Characterization of mouse models to study the pathogenesis of celiac disease and the role played by the dysregulation of the intestinal microbiota

Celiac disease (CD) is a permanent intolerance to dietary protein, gluten, from wheat rye and barley. It occurs in about 1% worldwide population, in genetically predisposed individuals bearing human leukocyte antigen DQ2/DQ8. Although gut epithelial cell stress and the innate immune activation are responsible for the breaking oral tolerance to gliadin, the gluten component, the exact mechanisms through which gliadin can stimulate CD onset are still unclear. Here I show how is important to identify in vivo preclinical models of CD to study its pathogenesis, at molecular level. The increasing prevalence of positive serological marker of CD in Cystic Fibrosis (CF) affected patients let to the hypothesis of a link between the two disorders. Results from my studies indicate that CFTR is potentially involved in the pathogenesis of CD, with gliadin peptides inhibiting CFTR activity and expression. Today, the only treatment for CD is a long-term gluten-free diet.

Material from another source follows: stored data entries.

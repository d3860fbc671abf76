//! Record validation for the closed lexicon of agent record types.
//!
//! Every ingress edge (HTTP, WS, inbox, the remember tool) validates records
//! against this discriminated union before they touch the memory store or
//! another agent's inbox. Unknown `$type`s are always rejected.

use chrono::DateTime;
use serde_json::Value;

use sg_domain::{Error, Issue, Result};

/// The closed set of record types accepted at ingress.
pub const KNOWN_TYPES: &[&str] = &[
    "agent.memory.note",
    "agent.memory.decision",
    "agent.comms.message",
    "agent.comms.task",
    "agent.comms.response",
    "agent.comms.handoff",
];

const DECISION_STATUSES: &[&str] = &["proposed", "accepted", "rejected", "superseded"];
const RESPONSE_STATUSES: &[&str] = &["accepted", "completed", "failed", "rejected"];
const CONTENT_KINDS: &[&str] = &["text", "json", "ref"];

/// Validate a record against its `$type`. Returns the full issue list on
/// failure so callers can surface a 400 with every problem at once.
pub fn validate(record: &Value) -> Result<()> {
    let issues = check(record);
    if issues.is_empty() {
        Ok(())
    } else {
        Err(Error::invalid_record(issues))
    }
}

/// Apply lexicon defaults in place: `priority` (3) on messages,
/// `resultVisibility` (`"private"`) on tasks. Call after [`validate`].
pub fn normalize(record: &mut Value) {
    let Some(ty) = record.get("$type").and_then(Value::as_str).map(String::from) else {
        return;
    };
    let Some(obj) = record.as_object_mut() else {
        return;
    };
    match ty.as_str() {
        "agent.comms.message" => {
            obj.entry("priority").or_insert(Value::from(3));
        }
        "agent.comms.task" => {
            obj.entry("resultVisibility").or_insert(Value::from("private"));
        }
        _ => {}
    }
}

fn check(record: &Value) -> Vec<Issue> {
    let mut issues = Vec::new();

    let Some(obj) = record.as_object() else {
        return vec![Issue::new("", "record must be a JSON object")];
    };

    let ty = match obj.get("$type").and_then(Value::as_str) {
        Some(t) if !t.is_empty() => t,
        _ => return vec![Issue::new("$type", "missing or empty $type")],
    };

    match ty {
        "agent.memory.note" => {
            require_string(obj, "summary", &mut issues);
            require_datetime(obj, "createdAt", &mut issues);
            optional_string(obj, "text", &mut issues);
            optional_string(obj, "source", &mut issues);
            if let Some(tags) = obj.get("tags") {
                match tags.as_array() {
                    Some(arr) => {
                        for (i, tag) in arr.iter().enumerate() {
                            if !tag.is_string() {
                                issues.push(Issue::new(format!("tags.{i}"), "tag must be a string"));
                            }
                        }
                    }
                    None => issues.push(Issue::new("tags", "tags must be an array")),
                }
            }
        }
        "agent.memory.decision" => {
            require_string(obj, "decision", &mut issues);
            require_string(obj, "context", &mut issues);
            require_string(obj, "rationale", &mut issues);
            require_enum(obj, "status", DECISION_STATUSES, &mut issues);
            require_datetime(obj, "createdAt", &mut issues);
        }
        "agent.comms.message" => {
            require_string(obj, "sender", &mut issues);
            require_string(obj, "recipient", &mut issues);
            require_datetime(obj, "createdAt", &mut issues);
            check_content(obj.get("content"), &mut issues);
            if let Some(priority) = obj.get("priority") {
                match priority.as_i64() {
                    Some(p) if (1..=5).contains(&p) => {}
                    _ => issues.push(Issue::new("priority", "priority must be an integer in [1, 5]")),
                }
            }
        }
        "agent.comms.task" => {
            require_string(obj, "sender", &mut issues);
            require_string(obj, "recipient", &mut issues);
            require_string(obj, "task", &mut issues);
            require_string(obj, "replyTo", &mut issues);
            require_datetime(obj, "createdAt", &mut issues);
        }
        "agent.comms.response" => {
            require_string(obj, "sender", &mut issues);
            require_string(obj, "recipient", &mut issues);
            require_string(obj, "requestUri", &mut issues);
            require_enum(obj, "status", RESPONSE_STATUSES, &mut issues);
            require_datetime(obj, "createdAt", &mut issues);
        }
        "agent.comms.handoff" => {
            require_string(obj, "from", &mut issues);
            require_string(obj, "to", &mut issues);
            require_string(obj, "reason", &mut issues);
            require_datetime(obj, "createdAt", &mut issues);
            match obj.get("context").and_then(Value::as_array) {
                Some(entries) if !entries.is_empty() => {
                    for (i, entry) in entries.iter().enumerate() {
                        let Some(e) = entry.as_object() else {
                            issues.push(Issue::new(
                                format!("context.{i}"),
                                "context entry must be an object",
                            ));
                            continue;
                        };
                        if !e.get("recordId").map(is_nonempty_string).unwrap_or(false) {
                            issues.push(Issue::new(
                                format!("context.{i}.recordId"),
                                "missing required field",
                            ));
                        }
                        if !e.get("encryptedDek").map(is_nonempty_string).unwrap_or(false) {
                            issues.push(Issue::new(
                                format!("context.{i}.encryptedDek"),
                                "missing required field",
                            ));
                        }
                    }
                }
                _ => issues.push(Issue::new("context", "context must be a non-empty array")),
            }
        }
        other => issues.push(Issue::new("$type", format!("unknown record type: {other}"))),
    }

    issues
}

fn check_content(content: Option<&Value>, issues: &mut Vec<Issue>) {
    let Some(content) = content else {
        issues.push(Issue::new("content", "missing required field"));
        return;
    };
    let Some(obj) = content.as_object() else {
        issues.push(Issue::new("content", "content must be an object"));
        return;
    };
    match obj.get("kind").and_then(Value::as_str) {
        Some("text") => {
            if !obj.get("text").map(is_nonempty_string).unwrap_or(false) {
                issues.push(Issue::new("content.text", "text content requires text"));
            }
        }
        Some("json") => {
            if obj.get("value").is_none() {
                issues.push(Issue::new("content.value", "json content requires value"));
            }
        }
        Some("ref") => {
            if !obj.get("uri").map(is_nonempty_string).unwrap_or(false) {
                issues.push(Issue::new("content.uri", "ref content requires uri"));
            }
        }
        Some(other) => issues.push(Issue::new(
            "content.kind",
            format!("unknown content kind: {other} (expected one of {CONTENT_KINDS:?})"),
        )),
        None => issues.push(Issue::new("content.kind", "missing required field")),
    }
}

fn is_nonempty_string(v: &Value) -> bool {
    v.as_str().map(|s| !s.is_empty()).unwrap_or(false)
}

fn require_string(obj: &serde_json::Map<String, Value>, field: &str, issues: &mut Vec<Issue>) {
    if !obj.get(field).map(is_nonempty_string).unwrap_or(false) {
        issues.push(Issue::new(field, "missing required field"));
    }
}

fn optional_string(obj: &serde_json::Map<String, Value>, field: &str, issues: &mut Vec<Issue>) {
    if let Some(v) = obj.get(field) {
        if !v.is_string() {
            issues.push(Issue::new(field, "must be a string"));
        }
    }
}

fn require_enum(
    obj: &serde_json::Map<String, Value>,
    field: &str,
    allowed: &[&str],
    issues: &mut Vec<Issue>,
) {
    match obj.get(field).and_then(Value::as_str) {
        Some(v) if allowed.contains(&v) => {}
        Some(v) => issues.push(Issue::new(
            field,
            format!("invalid value {v:?} (expected one of {allowed:?})"),
        )),
        None => issues.push(Issue::new(field, "missing required field")),
    }
}

fn require_datetime(obj: &serde_json::Map<String, Value>, field: &str, issues: &mut Vec<Issue>) {
    match obj.get(field).and_then(Value::as_str) {
        Some(v) => {
            if DateTime::parse_from_rfc3339(v).is_err() {
                issues.push(Issue::new(field, "must be an RFC 3339 datetime"));
            }
        }
        None => issues.push(Issue::new(field, "missing required field")),
    }
}

#[cfg(test)]
mod tests {
    use super::*;
    use serde_json::json;

    fn issues_for(record: Value) -> Vec<Issue> {
        match validate(&record) {
            Ok(()) => Vec::new(),
            Err(Error::InvalidRecord { issues }) => issues,
            Err(e) => panic!("unexpected error: {e}"),
        }
    }

    #[test]
    fn valid_note_passes() {
        let record = json!({
            "$type": "agent.memory.note",
            "summary": "Hi",
            "createdAt": "2026-02-07T00:00:00.000Z",
            "tags": ["greeting"]
        });
        assert!(validate(&record).is_ok());
    }

    #[test]
    fn note_missing_summary_reports_field() {
        let record = json!({
            "$type": "agent.memory.note",
            "createdAt": "2026-02-07T00:00:00.000Z"
        });
        let issues = issues_for(record);
        assert_eq!(issues.len(), 1);
        assert_eq!(issues[0].path, "summary");
    }

    #[test]
    fn unknown_type_rejected() {
        let issues = issues_for(json!({"$type": "agent.memory.unknown", "x": 1}));
        assert_eq!(issues[0].path, "$type");
    }

    #[test]
    fn decision_status_enum_enforced() {
        let record = json!({
            "$type": "agent.memory.decision",
            "decision": "use tokio",
            "context": "async runtime",
            "rationale": "ecosystem",
            "status": "maybe",
            "createdAt": "2026-02-07T00:00:00Z"
        });
        let issues = issues_for(record);
        assert!(issues.iter().any(|i| i.path == "status"));
    }

    #[test]
    fn message_content_union_on_kind() {
        let base = |content: Value| {
            json!({
                "$type": "agent.comms.message",
                "sender": "did:cf:a",
                "recipient": "did:cf:b",
                "content": content,
                "createdAt": "2026-02-07T00:00:00Z"
            })
        };
        assert!(validate(&base(json!({"kind": "text", "text": "hello"}))).is_ok());
        assert!(validate(&base(json!({"kind": "json", "value": {"a": 1}}))).is_ok());
        assert!(validate(&base(json!({"kind": "ref", "uri": "at://x"}))).is_ok());
        assert!(validate(&base(json!({"kind": "blob"}))).is_err());
        assert!(validate(&base(json!({"kind": "text"}))).is_err());
    }

    #[test]
    fn message_priority_range() {
        let mk = |priority: Value| {
            json!({
                "$type": "agent.comms.message",
                "sender": "did:cf:a",
                "recipient": "did:cf:b",
                "content": {"kind": "text", "text": "hi"},
                "priority": priority,
                "createdAt": "2026-02-07T00:00:00Z"
            })
        };
        assert!(validate(&mk(json!(1))).is_ok());
        assert!(validate(&mk(json!(5))).is_ok());
        assert!(validate(&mk(json!(0))).is_err());
        assert!(validate(&mk(json!(6))).is_err());
    }

    #[test]
    fn normalize_defaults_priority_and_visibility() {
        let mut msg = json!({
            "$type": "agent.comms.message",
            "sender": "a", "recipient": "b",
            "content": {"kind": "text", "text": "hi"},
            "createdAt": "2026-02-07T00:00:00Z"
        });
        normalize(&mut msg);
        assert_eq!(msg["priority"], 3);

        let mut task = json!({
            "$type": "agent.comms.task",
            "sender": "a", "recipient": "b", "task": "t", "replyTo": "at://x",
            "createdAt": "2026-02-07T00:00:00Z"
        });
        normalize(&mut task);
        assert_eq!(task["resultVisibility"], "private");
    }

    #[test]
    fn handoff_context_entries_checked() {
        let record = json!({
            "$type": "agent.comms.handoff",
            "from": "did:cf:a",
            "to": "did:cf:b",
            "reason": "vacation",
            "context": [{"recordId": "r1"}],
            "createdAt": "2026-02-07T00:00:00Z"
        });
        let issues = issues_for(record);
        assert!(issues.iter().any(|i| i.path == "context.0.encryptedDek"));
    }

    #[test]
    fn response_requires_request_uri() {
        let record = json!({
            "$type": "agent.comms.response",
            "sender": "a", "recipient": "b",
            "status": "completed",
            "createdAt": "2026-02-07T00:00:00Z"
        });
        let issues = issues_for(record);
        assert!(issues.iter().any(|i| i.path == "requestUri"));
    }
}
//! Durable key-value backing for agent actors and the gateway.
//!
//! Each actor owns one namespace; the gateway owns a shared namespace for
//! the record and registry tables. Values are raw `serde_json::Value`s so
//! callers keep full control of their wire shapes.

use std::collections::BTreeMap;
use std::path::{Path, PathBuf};

use parking_lot::RwLock;
use serde::de::DeserializeOwned;
use serde::Serialize;
use serde_json::Value;

use sg_domain::{Error, Result};

// ━━━━━━━━━━━━━━━━━━━━━━━━━━━━━━━━━━━━━━━━━━━━━━━━━━━━━━━━━━━━━━━━━━
// Kv trait
// ━━━━━━━━━━━━━━━━━━━━━━━━━━━━━━━━━━━━━━━━━━━━━━━━━━━━━━━━━━━━━━━━━━

/// A durable string-keyed JSON store. Implementations must be cheap to
/// clone a handle to and safe to share across tasks.
pub trait Kv: Send + Sync {
    fn get(&self, key: &str) -> Option<Value>;
    fn put(&self, key: &str, value: Value) -> Result<()>;
    fn delete(&self, key: &str) -> Result<bool>;
    /// All `(key, value)` pairs whose key starts with `prefix`, in key order.
    fn list_prefix(&self, prefix: &str) -> Vec<(String, Value)>;
}

/// Typed convenience layer over the raw JSON contract.
pub trait KvExt: Kv {
    fn get_as<T: DeserializeOwned>(&self, key: &str) -> Option<T> {
        self.get(key)
            .and_then(|v| serde_json::from_value(v).ok())
    }

    fn put_as<T: Serialize>(&self, key: &str, value: &T) -> Result<()> {
        self.put(key, serde_json::to_value(value)?)
    }
}

impl<K: Kv + ?Sized> KvExt for K {}

// ━━━━━━━━━━━━━━━━━━━━━━━━━━━━━━━━━━━━━━━━━━━━━━━━━━━━━━━━━━━━━━━━━━
// MemoryKv
// ━━━━━━━━━━━━━━━━━━━━━━━━━━━━━━━━━━━━━━━━━━━━━━━━━━━━━━━━━━━━━━━━━━

/// Purely in-memory store. Used by tests and by ephemeral namespaces
/// (the relay subscriber set needs no durability).
#[derive(Default)]
pub struct MemoryKv {
    map: RwLock<BTreeMap<String, Value>>,
}

impl MemoryKv {
    pub fn new() -> Self {
        Self::default()
    }
}

impl Kv for MemoryKv {
    fn get(&self, key: &str) -> Option<Value> {
        self.map.read().get(key).cloned()
    }

    fn put(&self, key: &str, value: Value) -> Result<()> {
        self.map.write().insert(key.to_owned(), value);
        Ok(())
    }

    fn delete(&self, key: &str) -> Result<bool> {
        Ok(self.map.write().remove(key).is_some())
    }

    fn list_prefix(&self, prefix: &str) -> Vec<(String, Value)> {
        self.map
            .read()
            .range(prefix.to_owned()..)
            .take_while(|(k, _)| k.starts_with(prefix))
            .map(|(k, v)| (k.clone(), v.clone()))
            .collect()
    }
}

// ━━━━━━━━━━━━━━━━━━━━━━━━━━━━━━━━━━━━━━━━━━━━━━━━━━━━━━━━━━━━━━━━━━
// FileKv
// ━━━━━━━━━━━━━━━━━━━━━━━━━━━━━━━━━━━━━━━━━━━━━━━━━━━━━━━━━━━━━━━━━━

/// One JSON file per namespace, loaded leniently at open and written
/// through on every mutation. Corrupt files start the namespace empty
/// rather than refusing to boot.
pub struct FileKv {
    path: PathBuf,
    map: RwLock<BTreeMap<String, Value>>,
}

impl FileKv {
    /// Open (or create) the namespace file at `dir/<name>.json`.
    pub fn open(dir: &Path, name: &str) -> Result<Self> {
        std::fs::create_dir_all(dir).map_err(Error::Io)?;
        let path = dir.join(format!("{name}.json"));

        let map = if path.exists() {
            let raw = std::fs::read_to_string(&path).map_err(Error::Io)?;
            serde_json::from_str(&raw).unwrap_or_default()
        } else {
            BTreeMap::new()
        };

        tracing::debug!(
            keys = map.len(),
            path = %path.display(),
            "kv namespace loaded"
        );

        Ok(Self {
            path,
            map: RwLock::new(map),
        })
    }

    fn flush_locked(&self, map: &BTreeMap<String, Value>) -> Result<()> {
        let json = serde_json::to_string(map)?;
        std::fs::write(&self.path, json).map_err(Error::Io)?;
        Ok(())
    }

    /// Persist the current state. Mutations already write through; this
    /// exists for shutdown paths that want an explicit final write.
    pub fn flush(&self) -> Result<()> {
        self.flush_locked(&self.map.read())
    }
}

impl Kv for FileKv {
    fn get(&self, key: &str) -> Option<Value> {
        self.map.read().get(key).cloned()
    }

    fn put(&self, key: &str, value: Value) -> Result<()> {
        let mut map = self.map.write();
        map.insert(key.to_owned(), value);
        self.flush_locked(&map)
    }

    fn delete(&self, key: &str) -> Result<bool> {
        let mut map = self.map.write();
        let removed = map.remove(key).is_some();
        if removed {
            self.flush_locked(&map)?;
        }
        Ok(removed)
    }

    fn list_prefix(&self, prefix: &str) -> Vec<(String, Value)> {
        self.map
            .read()
            .range(prefix.to_owned()..)
            .take_while(|(k, _)| k.starts_with(prefix))
            .map(|(k, v)| (k.clone(), v.clone()))
            .collect()
    }
}

#[cfg(test)]
mod tests {
    use super::*;
    use serde_json::json;

    #[test]
    fn memory_kv_round_trip_and_prefix() {
        let kv = MemoryKv::new();
        kv.put("record:a", json!({"n": 1})).unwrap();
        kv.put("record:b", json!({"n": 2})).unwrap();
        kv.put("shared:a", json!({"n": 3})).unwrap();

        assert_eq!(kv.get("record:a").unwrap()["n"], 1);
        let records = kv.list_prefix("record:");
        assert_eq!(records.len(), 2);
        assert!(kv.delete("record:a").unwrap());
        assert!(!kv.delete("record:a").unwrap());
    }

    #[test]
    fn file_kv_survives_reopen() {
        let dir = tempfile::tempdir().unwrap();
        {
            let kv = FileKv::open(dir.path(), "agent-alice").unwrap();
            kv.put("loopCount", json!(7)).unwrap();
            kv.put("alarmMode", json!("think")).unwrap();
        }
        let kv = FileKv::open(dir.path(), "agent-alice").unwrap();
        assert_eq!(kv.get("loopCount").unwrap(), json!(7));
        assert_eq!(kv.get("alarmMode").unwrap(), json!("think"));
    }

    #[test]
    fn file_kv_corrupt_file_starts_empty() {
        let dir = tempfile::tempdir().unwrap();
        std::fs::write(dir.path().join("broken.json"), "{not json").unwrap();
        let kv = FileKv::open(dir.path(), "broken").unwrap();
        assert!(kv.get("anything").is_none());
    }

    #[test]
    fn typed_accessors() {
        let kv = MemoryKv::new();
        kv.put_as("streak", &3u32).unwrap();
        assert_eq!(kv.get_as::<u32>("streak"), Some(3));
    }
}
//! Per-agent runtime: the single-writer actor, its cycle chain, and the
//! supporting pieces (backoff tiers, session trimming, prompt builder,
//! core toolset, extension plugins).

pub mod actor;
pub mod backoff;
pub mod cycle;
pub mod extensions;
pub mod prompt;
pub mod session;
pub mod toolset;

pub use actor::{spawn_agent, ActorHandle, LoopStatus, RuntimeDeps};
pub use cycle::Mode;
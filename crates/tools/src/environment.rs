use async_trait::async_trait;

use sg_domain::tool::ToolCall;
use sg_domain::Result;

use crate::registry::Tool;

/// Whether the environment is waiting on this agent.
#[derive(Debug, Clone, Copy, PartialEq, Eq)]
pub enum TurnState {
    /// The environment is blocked on this agent; the scheduler clamps the
    /// next cycle to a short interval.
    MyTurn,
    /// The environment is active but another agent holds the turn.
    Waiting,
    /// Nothing going on.
    Idle,
}

/// A pluggable environment (game, simulation, shared workspace).
///
/// Environments are compile-time registered plugins selected per agent.
/// At most one environment claims a cycle: the first whose
/// `build_context` returns `Some`.
#[async_trait]
pub trait Environment: Send + Sync {
    fn name(&self) -> &str;

    /// The tool this environment actually executes.
    fn native_tool(&self) -> &str;

    /// Well-known misnames the model uses for [`Self::native_tool`]
    /// (e.g. `game` for an environment whose native tool is `rpg`).
    fn alias_names(&self) -> &[&str] {
        &[]
    }

    /// Context block for the prompt. `Some` claims the turn for this
    /// environment; `None` leaves the cycle unclaimed.
    async fn build_context(&self, did: &str) -> Result<Option<String>>;

    /// Turn signal consulted during observe.
    async fn turn_state(&self, did: &str) -> Result<TurnState>;

    /// Calls to inject when the model took no action in this environment.
    async fn auto_play(&self, did: &str) -> Result<Vec<ToolCall>>;

    /// Tools this environment contributes to the registry (the native tool,
    /// plus any capability-guarded extras such as a game-master tool).
    fn tools(&self) -> Vec<Tool> {
        Vec::new()
    }

    /// When the environment claims a cycle it may constrain which tool
    /// definitions the model sees. A whitelist overrides suppression.
    fn phase_whitelist(&self) -> Option<Vec<String>> {
        None
    }
}

/// True when `call` targets this environment, directly or via alias.
pub fn targets_environment(env: &dyn Environment, call: &ToolCall) -> bool {
    call.tool_name == env.native_tool() || env.alias_names().contains(&call.tool_name.as_str())
}
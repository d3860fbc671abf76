//! Process bootstrap: tracing, config, shared services, the HTTP server.

use std::path::PathBuf;
use std::sync::Arc;

use anyhow::Context;
use axum::http::HeaderValue;
use tower_http::cors::{Any, CorsLayer};
use tower_http::trace::TraceLayer;
use tracing_subscriber::EnvFilter;

use sg_domain::config::ServerConfig;
use sg_kv::{FileKv, Kv};
use sg_llm::OpenRouterClient;

use crate::api;
use crate::observability::Emitter;
use crate::relay::Relay;
use crate::runtime::extensions::ExtensionRegistry;
use crate::runtime::RuntimeDeps;
use crate::state::{AgentDirectory, AppState, KvFactory};

pub struct BootOptions {
    pub config: Option<PathBuf>,
    pub listen: Option<String>,
    pub state_dir: Option<PathBuf>,
    pub log_json: bool,
}

pub async fn run(opts: BootOptions) -> anyhow::Result<()> {
    init_tracing(opts.log_json);

    let mut server = load_config(opts.config.as_deref())?;
    if let Some(listen) = opts.listen {
        server.listen = listen;
    }
    if let Some(dir) = opts.state_dir {
        server.state_dir = dir.to_string_lossy().into_owned();
    }
    if let Ok(origin) = std::env::var("CORS_ORIGIN") {
        if !origin.is_empty() {
            server.cors_origin = origin;
        }
    }
    if let Ok(url) = std::env::var("EVENT_SINK_URL") {
        if !url.is_empty() {
            server.event_sink_url = Some(url);
        }
    }

    // ── Required bindings ─────────────────────────────────────────
    let mut missing: Vec<String> = Vec::new();
    let admin_token = std::env::var("ADMIN_TOKEN").ok().filter(|t| !t.is_empty());
    if admin_token.is_none() {
        tracing::error!("ADMIN_TOKEN is not set; all protected routes will refuse");
        missing.push("ADMIN_TOKEN".into());
    }
    let admin_token_hash = admin_token.as_deref().map(api::auth::token_hash);
    let webhook_secret = admin_token.clone().unwrap_or_default().into_bytes();

    let api_key = std::env::var("OPENROUTER_API_KEY").unwrap_or_default();
    if api_key.is_empty() {
        tracing::warn!("OPENROUTER_API_KEY is not set; model calls will fail and back off");
    }

    // ── Shared services ───────────────────────────────────────────
    let state_dir = PathBuf::from(&server.state_dir);
    let shared_kv: Arc<dyn Kv> = Arc::new(
        FileKv::open(&state_dir, "gateway").context("opening gateway KV namespace")?,
    );
    let emitter = Emitter::new(server.event_sink_url.clone());
    let relay = Relay::new(shared_kv.clone(), emitter.clone());
    let extensions = Arc::new(ExtensionRegistry::new());
    let model = Arc::new(
        OpenRouterClient::new(
            server.model_base_url.as_str(),
            api_key,
            "anthropic/claude-sonnet-4.5",
        )
        .context("building model client")?,
    );

    let server = Arc::new(server);
    let deps = RuntimeDeps {
        model,
        relay: relay.clone(),
        emitter: emitter.clone(),
        server: server.clone(),
        extensions,
        webhook_secret,
    };

    let agents_dir = state_dir.join("agents");
    let factory: KvFactory = Box::new(move |name| {
        let kv: Arc<dyn Kv> = Arc::new(FileKv::open(&agents_dir, name)?);
        Ok(kv)
    });
    let agents = Arc::new(AgentDirectory::new(shared_kv.clone(), factory));
    agents.revive_all(&deps);

    let state = AppState {
        server: server.clone(),
        deps,
        agents,
        relay,
        emitter,
        admin_token_hash,
        missing_bindings: Arc::new(missing),
    };

    // ── HTTP ──────────────────────────────────────────────────────
    let cors = build_cors(&server.cors_origin)?;
    let app = api::router(state.clone())
        .with_state(state)
        .layer(cors)
        .layer(TraceLayer::new_for_http());

    let listener = tokio::net::TcpListener::bind(&server.listen)
        .await
        .with_context(|| format!("binding {}", server.listen))?;
    tracing::info!(listen = %server.listen, "swarmgate up");

    axum::serve(listener, app)
        .with_graceful_shutdown(shutdown_signal())
        .await
        .context("serving")?;
    Ok(())
}

fn init_tracing(json: bool) {
    let filter = EnvFilter::try_from_default_env().unwrap_or_else(|_| EnvFilter::new("info"));
    if json {
        tracing_subscriber::fmt()
            .with_env_filter(filter)
            .json()
            .init();
    } else {
        tracing_subscriber::fmt().with_env_filter(filter).init();
    }
}

fn load_config(path: Option<&std::path::Path>) -> anyhow::Result<ServerConfig> {
    match path {
        Some(path) => {
            let raw = std::fs::read_to_string(path)
                .with_context(|| format!("reading config {}", path.display()))?;
            toml::from_str(&raw).with_context(|| format!("parsing config {}", path.display()))
        }
        None => Ok(ServerConfig::default()),
    }
}

fn build_cors(origin: &str) -> anyhow::Result<CorsLayer> {
    let layer = CorsLayer::new()
        .allow_methods(Any)
        .allow_headers(Any);
    Ok(if origin == "*" {
        layer.allow_origin(Any)
    } else {
        layer.allow_origin(
            origin
                .parse::<HeaderValue>()
                .context("parsing CORS_ORIGIN")?,
        )
    })
}

async fn shutdown_signal() {
    if let Err(e) = tokio::signal::ctrl_c().await {
        tracing::error!(error = %e, "shutdown signal listener failed");
    }
    tracing::info!("shutting down");
}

Several evidences show that an altered composition of the intestinal microbiota could play a key role in the pathogenesis of CD, through the modulation of intestinal permeability and the regulation of the immune system. Indeed, although further studies are still required to unveil the molecular mechanisms, results reported in the present work clearly indicate that rebalancing the gut microbiota composition by probiotics administration might represent a new strategy to treat CD affected patients.